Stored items
┌──

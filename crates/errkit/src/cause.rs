//! The nested cause stored in an error's info.

use std::error::Error;
use std::fmt;
use std::sync::Arc;

use crate::{CodedError, ErrorCode, ErrorKind, Info, JoinedError};

/// An error that carries a diagnostic payload.
///
/// Implemented by [`CodedError`] for every code type. This is the type-erased
/// view the renderer and [`CodedError::wrap`] use when the concrete code type
/// is not known.
pub trait Diagnostic: Error + Send + Sync + 'static {
    /// The raw message, without the `[level] code:` prefix.
    fn message(&self) -> &str;

    fn info(&self) -> Option<&Info>;

    /// Remove and return the info, leaving the error without one.
    fn take_info(&mut self) -> Option<Info>;

    fn as_error(&self) -> &(dyn Error + 'static);
}

/// A nested cause: either an error with its own diagnostic info, or a plain
/// error. Both are shared, so copying an [`Info`] never deep-clones its cause.
#[derive(Clone)]
pub enum Cause {
    Diagnostic(Arc<dyn Diagnostic>),
    Plain(Arc<dyn Error + Send + Sync>),
}

impl Cause {
    pub fn plain<E>(error: E) -> Self
    where
        E: Error + Send + Sync + 'static,
    {
        Cause::Plain(Arc::new(error))
    }

    pub fn diagnostic<D: Diagnostic>(error: D) -> Self {
        Cause::Diagnostic(Arc::new(error))
    }

    pub fn as_error(&self) -> &(dyn Error + 'static) {
        match self {
            Cause::Diagnostic(err) => err.as_error(),
            Cause::Plain(err) => &**err,
        }
    }

    /// The cause's info, if it is a diagnostic error that still has one.
    pub fn info(&self) -> Option<&Info> {
        match self {
            Cause::Diagnostic(err) => err.info(),
            Cause::Plain(_) => None,
        }
    }
}

impl fmt::Display for Cause {
    fn fmt(&self, f: &mut fmt::Formatter<'_>) -> fmt::Result {
        fmt::Display::fmt(self.as_error(), f)
    }
}

impl fmt::Debug for Cause {
    fn fmt(&self, f: &mut fmt::Formatter<'_>) -> fmt::Result {
        match self {
            Cause::Diagnostic(err) => f.debug_tuple("Diagnostic").field(err).finish(),
            Cause::Plain(err) => f.debug_tuple("Plain").field(err).finish(),
        }
    }
}

impl<C: ErrorCode> From<CodedError<C>> for Cause {
    fn from(err: CodedError<C>) -> Self {
        Cause::diagnostic(err)
    }
}

impl From<JoinedError> for Cause {
    fn from(err: JoinedError) -> Self {
        Cause::plain(err)
    }
}

impl From<std::io::Error> for Cause {
    fn from(err: std::io::Error) -> Self {
        Cause::plain(err)
    }
}

impl From<std::fmt::Error> for Cause {
    fn from(err: std::fmt::Error) -> Self {
        Cause::plain(err)
    }
}

/// A boxed `CodedError<ErrorKind>` is recovered as a diagnostic cause. Other
/// code types cannot be named here; box them as `Box<dyn Diagnostic>` to keep
/// their info.
impl From<Box<dyn Error + Send + Sync>> for Cause {
    fn from(err: Box<dyn Error + Send + Sync>) -> Self {
        match err.downcast::<CodedError<ErrorKind>>() {
            Ok(coded) => Cause::Diagnostic(Arc::from(coded as Box<dyn Diagnostic>)),
            Err(err) => Cause::Plain(Arc::from(err)),
        }
    }
}

impl From<Box<dyn Diagnostic>> for Cause {
    fn from(err: Box<dyn Diagnostic>) -> Self {
        Cause::Diagnostic(Arc::from(err))
    }
}

impl From<Arc<dyn Error + Send + Sync>> for Cause {
    fn from(err: Arc<dyn Error + Send + Sync>) -> Self {
        Cause::Plain(err)
    }
}

#[cfg(test)]
mod tests {
    use super::*;

    #[test]
    fn test_plain_cause_has_no_info() {
        let cause = Cause::from(std::io::Error::other("disk full"));
        assert!(cause.info().is_none());
        assert_eq!(cause.to_string(), "disk full");
    }

    #[test]
    fn test_diagnostic_cause_exposes_info() {
        let mut err = CodedError::new(ErrorKind::OperationFailed, "write failed");
        err.add_context("path", "/tmp/out");

        let cause = Cause::from(err);
        assert!(cause.info().unwrap().has("path"));
        assert_eq!(cause.to_string(), "[ERROR] OperationFailed: write failed");
        assert!(
            cause
                .as_error()
                .downcast_ref::<CodedError<ErrorKind>>()
                .is_some()
        );
    }

    #[test]
    fn test_boxed_error_becomes_plain() {
        let boxed: Box<dyn Error + Send + Sync> = "bad input".into();
        let cause = Cause::from(boxed);
        assert!(matches!(cause, Cause::Plain(_)));
        assert_eq!(cause.to_string(), "bad input");
    }

    #[test]
    fn test_boxed_coded_error_keeps_info() {
        let mut err = CodedError::unexpected_value("bad header");
        err.add_context("offset", 12);
        let boxed: Box<dyn Error + Send + Sync> = Box::new(err);

        let cause = Cause::from(boxed);
        assert!(matches!(cause, Cause::Diagnostic(_)));
        assert!(cause.info().unwrap().has("offset"));
    }

    #[test]
    fn test_boxed_diagnostic_keeps_info() {
        #[derive(Debug, Clone, Copy, PartialEq, strum_macros::Display)]
        enum Storage {
            Corrupt,
        }

        let mut err = CodedError::new(Storage::Corrupt, "checksum mismatch");
        err.add_frame("verify()");
        let boxed: Box<dyn Diagnostic> = Box::new(err);

        let cause = Cause::from(boxed);
        assert_eq!(cause.info().unwrap().frames(), &["verify()"]);
        assert_eq!(cause.to_string(), "[ERROR] Corrupt: checksum mismatch");
    }
}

└──

▶ [What the task asks]:
Copy every line of the data that carries the word "checksum".

▶ [Exercise solution]:
        let mut err = CodedError::new(Storage::Corrupt, "checksum mismatch");
        assert_eq!(cause.to_string(), "[ERROR] Corrupt: checksum mismatch");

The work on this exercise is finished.